A former Daily Mail and Daily Express journalist says the prospect of Lord Justice Leveson’s report is intimidating and frightening journalists out of covering stories.
Kirsty Walker, who worked for the Daily Mail for seven years, revealed in a Spectator article that the “menacing post-Leveson culture in which journalists are already forced to operate” was one reason for her recent departure from the paper.
She says the UK already favours the rich and famous over the journalists, and expects Leveson to undermine press freedom further.
“The chilling effects of Lord Leveson are already being felt in every newsroom in the country – and it is the rich, powerful and influential who are reaping the benefit,” she wrote.
“Few journalists will talk about it, but the rules of the game have changed.
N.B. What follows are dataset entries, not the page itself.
//! NEP plugins: everything between rc files and a populated registry.
//!
//! - `rc`: `KEY=VALUE` parsing, `NETCDF.UDFn.*` plugin keys, magic escapes
//! - `paths`: the rc search path and its environment overrides
//! - `loader`: dlopen, initializer call, post-load checks, quarantine
//! - `runtime`: the lazily built process-wide engine

pub mod errors;
pub mod loader;
pub mod paths;
pub mod rc;
pub mod runtime;

pub use errors::{PluginError, Result};
pub use loader::{
    activate, autoload, load_all, load_all_with, load_entry, read_config, resolve_initializer,
    FailedPlugin, LoadReport,
};
pub use rc::{Diagnostic, PluginConfig, PluginEntry};
//! Document store provider trait definition.
//!
//! This module defines the abstract interface for index lifecycle and document
//! operations, allowing for different backend implementations.

use async_trait::async_trait;
use serde_json::Value;

use crate::errors::DocumentStoreError;
use crate::types::IndexedDocument;

/// Abstracts the underlying document store (Elasticsearch, or a mock in tests).
///
/// Implementations are injected into `TweetIndexService`. Each method maps to a
/// single call against the store's HTTP API and returns `DocumentStoreError` when
/// the call fails or the store answers with a non-success status.
#[async_trait]
pub trait DocumentStoreProvider: Send + Sync {
    /// Check whether an index exists.
    ///
    /// # Returns
    ///
    /// * `Ok(true)` - The index exists
    /// * `Ok(false)` - The store answered 404
    /// * `Err(DocumentStoreError)` - If the check fails
    async fn index_exists(&self, index: &str) -> Result<bool, DocumentStoreError>;

    /// Create an index with the given settings and mappings body.
    ///
    /// # Returns
    ///
    /// * `Ok(bool)` - Whether the store acknowledged the creation
    /// * `Err(DocumentStoreError)` - If the creation fails (including when the index already exists)
    async fn create_index(&self, index: &str, body: &Value) -> Result<bool, DocumentStoreError>;

    /// Index (create or replace) a document under the given id.
    ///
    /// # Returns
    ///
    /// * `Ok(IndexedDocument)` - Index, id, version and result reported by the store
    /// * `Err(DocumentStoreError)` - If the write fails
    async fn index_document(
        &self,
        index: &str,
        id: &str,
        document: &Value,
    ) -> Result<IndexedDocument, DocumentStoreError>;

    /// Fetch the source of a document by id.
    ///
    /// # Returns
    ///
    /// * `Ok(Some(Value))` - The stored `_source`
    /// * `Ok(None)` - The document was not found
    /// * `Err(DocumentStoreError)` - If the request fails
    async fn get_document(&self, index: &str, id: &str)
        -> Result<Option<Value>, DocumentStoreError>;

    /// Delete an index and every document in it.
    ///
    /// # Returns
    ///
    /// * `Ok(bool)` - Whether the store acknowledged the deletion
    /// * `Err(DocumentStoreError)` - If the deletion fails
    async fn delete_index(&self, index: &str) -> Result<bool, DocumentStoreError>;
}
If you inquire about certain establishment figures or MPs, they make use of the tools they possess to intimidate you.
“Our political elite are using these tools all the time and appear worryingly confident that the £5.6m Leveson inquiry will hand them even more.”
She said that before the Leveson Inquiry she personally had received “less than a dozen” PCC complaints – with none upheld – but that in recent times it had been “at least one a month”, all of which required “mini-investigations”.
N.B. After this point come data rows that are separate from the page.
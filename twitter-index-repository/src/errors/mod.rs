//! Error types for the twitter index repository.
//!
//! This module provides a unified error type for all document store operations.

mod document_store_error;

pub use document_store_error::DocumentStoreError;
She also blasted the UK’s libel laws and said it is clear why London is known internationally as “a ‘town named sue’”.
Citing the case where the Daily Mail was taken to court for harassment by Chris Huhne’s partner Carina Trimingham, she said: “I was lucky to work for a newspaper with the time and money to fight such cases: not all journalists are so lucky.
“Britain has become a place where the rich, famous and well-connected can take the newspapers to court (with the help of no-win, no-fee lawyers) for writing the truth.”
She added: “How do we know that Lord Leveson’s report will encourage the rich, the powerful, the venal and the pompous to intimidate journalists and frighten papers into not covering stories? Because the prospect of it has already done so.
“How do we know that an elite will attempt to decide what it is appropriate for the rest of us to read about over our cornflakes? Because Leveson is already doing exactly that.
“This is the judge who read a 200-word article in the Times about how The Thick of It was planning to satirise him in one episode — and promptly asked the editor of that paper whether it was ‘appropriate’ for him to run the piece.
“It is all too easy to guess what a judge with such an attitude to newspapers will do for press freedom.”